4 Les sept niveaux de l’Umwelt
La difficulté du subjectivisme peut selon nous être surmontée à deux conditions. D’une part, en cessant d’utiliser, pour désigner les pôles ultimes de la relation perceptive, les concepts de « subjectivité d’espèce » et d’Umwelt. Et d’autre part, en proposant une typologie des niveaux sémiotiques impliqués (perception, attention, catégorisation, etc.) par les exemples d’Uexküll [1]. Celui-ci envisage la vie comme un processus fondamentalement sémiotique (Sebeok, 2001 : 10). Mais en utilisant une catégorie très générale de « signe » ou de « perception » on se prive d’une distinction fine des processus impliqués. On se propose donc de classer les différents exemples mobilisés dans le texte d’Uexküll. Cette classification ne possède pas de valeur épistémologique particulière : il s’agit simplement de mettre en évidence la pluralité des mécanismes qu’Uexküll nomme indistinctement « perception ». C’est cette pluralité qui lui permet de passer indistinctement de différences d’espèces à des différences individuelles dans l’opposition entre les Umwelten. Ainsi, lorsqu’Uexküll parle d’Umwelt, il analyse au moins sept niveaux hétérogènes.
[1] La « modalité » : on désigne ainsi la capacité à percevoir des éléments appartenant à un domaine sensible particulier (par exemple, le domaine visible) et ce, en fonction des caractéristiques physiologiques d’un organisme. Uexküll prend pour exemple la tique : « De tout ce qui l’environne, aucune excitation ne [lui] parvient. De toutes les actions qui émanent du corps du mammifère, il n’y en a que trois qui deviennent des excitations, et ce dans un ordre de succession déterminé. » (Uexküll, 2010 : 42) Cet exemple montre que le monde de l’humain diffère de celui de la tique parce que la tique n’est pas ouverte sur toute une série de domaines sensibles (en l’occurrence, les domaines sonore, visuel, etc.). Et c’est dans la mesure où la tique n’a pas accès aux domaines visuel et sonore qu’elle possède un Umwelt différent de celui de l’homme, et vice versa. En ce sens, « différence d’Umwelt » signifie ici « différence de modalité perceptive ». On pourrait multiplier les exemples où des espèces possèdent des organes physiologiques différents qui les ouvrent à des domaines sensibles différents. La plupart du temps, on renvoie ainsi à des espèces qui ne possèdent pas l’un des cinq sens externes que possède l’homme. Mais il existe également des animaux qui possèdent des sens externes que l’homme ne possède pas : par exemple, les requins ou les raies ont des « ampoules de Lorenzini » qui leur permettent de détecter des champs électromagnétiques au sein de l’eau (Fields, 2007 : 58-64) ; ou les chauves-souris se dirigent par des phénomènes d’écholocalisation (Simon, 2011 : 631-633). L’argument positif selon lequel chaque espèce animale possède un Umwelt propre est donc appuyé sur un constat négatif, à savoir qu’il existe des hiatus perceptifs entre des individus d’espèces différentes – et, notamment, des hiatus au niveau de la modalité perceptive.

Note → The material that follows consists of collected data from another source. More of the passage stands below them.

use tracing_subscriber::{fmt, EnvFilter};

/// Maps the `-v` count to a default filter directive.
pub fn level_for_verbosity(verbose: u8) -> &'static str {
    match verbose {
        0 => "warn",
        1 => "info",
        2 => "debug",
        _ => "trace",
    }
}

/// Initialize tracing on stderr so stdout carries only the report.
///
/// `RUST_LOG` wins when set; otherwise the level comes from `verbose`.
pub fn init_logging(verbose: u8) {
    let filter = EnvFilter::try_from_default_env()
        .unwrap_or_else(|_| EnvFilter::new(level_for_verbosity(verbose)));

    fmt()
        .with_env_filter(filter)
        .with_writer(std::io::stderr)
        .with_target(false)
        .init();
}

[2] L’ « extension modale » : on nomme ainsi la capacité à percevoir un spectre plus ou moins étendu d’éléments appartenant à un domaine sensible particulier, en fonction des caractéristiques physiologiques d’un organisme. En effet, deux individus partageant un même domaine sensible (des individus possédant tous deux des yeux par exemple) peuvent cependant ne pas partager la même extension du domaine sensible en question. Uexküll mobilise l’exemple du papillon : celui-ci possède des organes auditifs et est donc, tout comme l’homme, ouvert sur le domaine des sons ; simplement, il n’en perçoit qu’un spectre très limité. En effet, « la très petite et très subtile structure de l’organe auditif du papillon de nuit est consacrée exclusivement au son aigu de la chauve-souris. Ces papillons sont pour le reste complè tement sourds. » (Uexküll, 2010 : 98) On sait en effet que les papillons de nuit (Noctuidae) possèdent deux organes auditifs symétriques qui leur permettent d’entendre des sons situés dans un spectre de fréquence situé entre 3 et 100 KHz (Roeder & Treat, 1961 : 135-148) : ils entendent ainsi des sons que l’oreille humaine ne perçoit pas (et inversement). La composition sonore de leurs milieux respectifs est donc hétérogène. Ainsi, les Umwelten de l’homme et du papillon ne se distinguent pas (dans cet exemple) en fonction des domaines sensibles corrélés, mais en fonction de l’extension de ces domaines. Dans ce cas, l’idée qu’il existe une pluralité d’Umwelt est encore dérivée du constat qu’il existe des hiatus perceptifs ; mais ce qu’on entend par « hiatus perceptif » est différent et en quelque sorte réduit.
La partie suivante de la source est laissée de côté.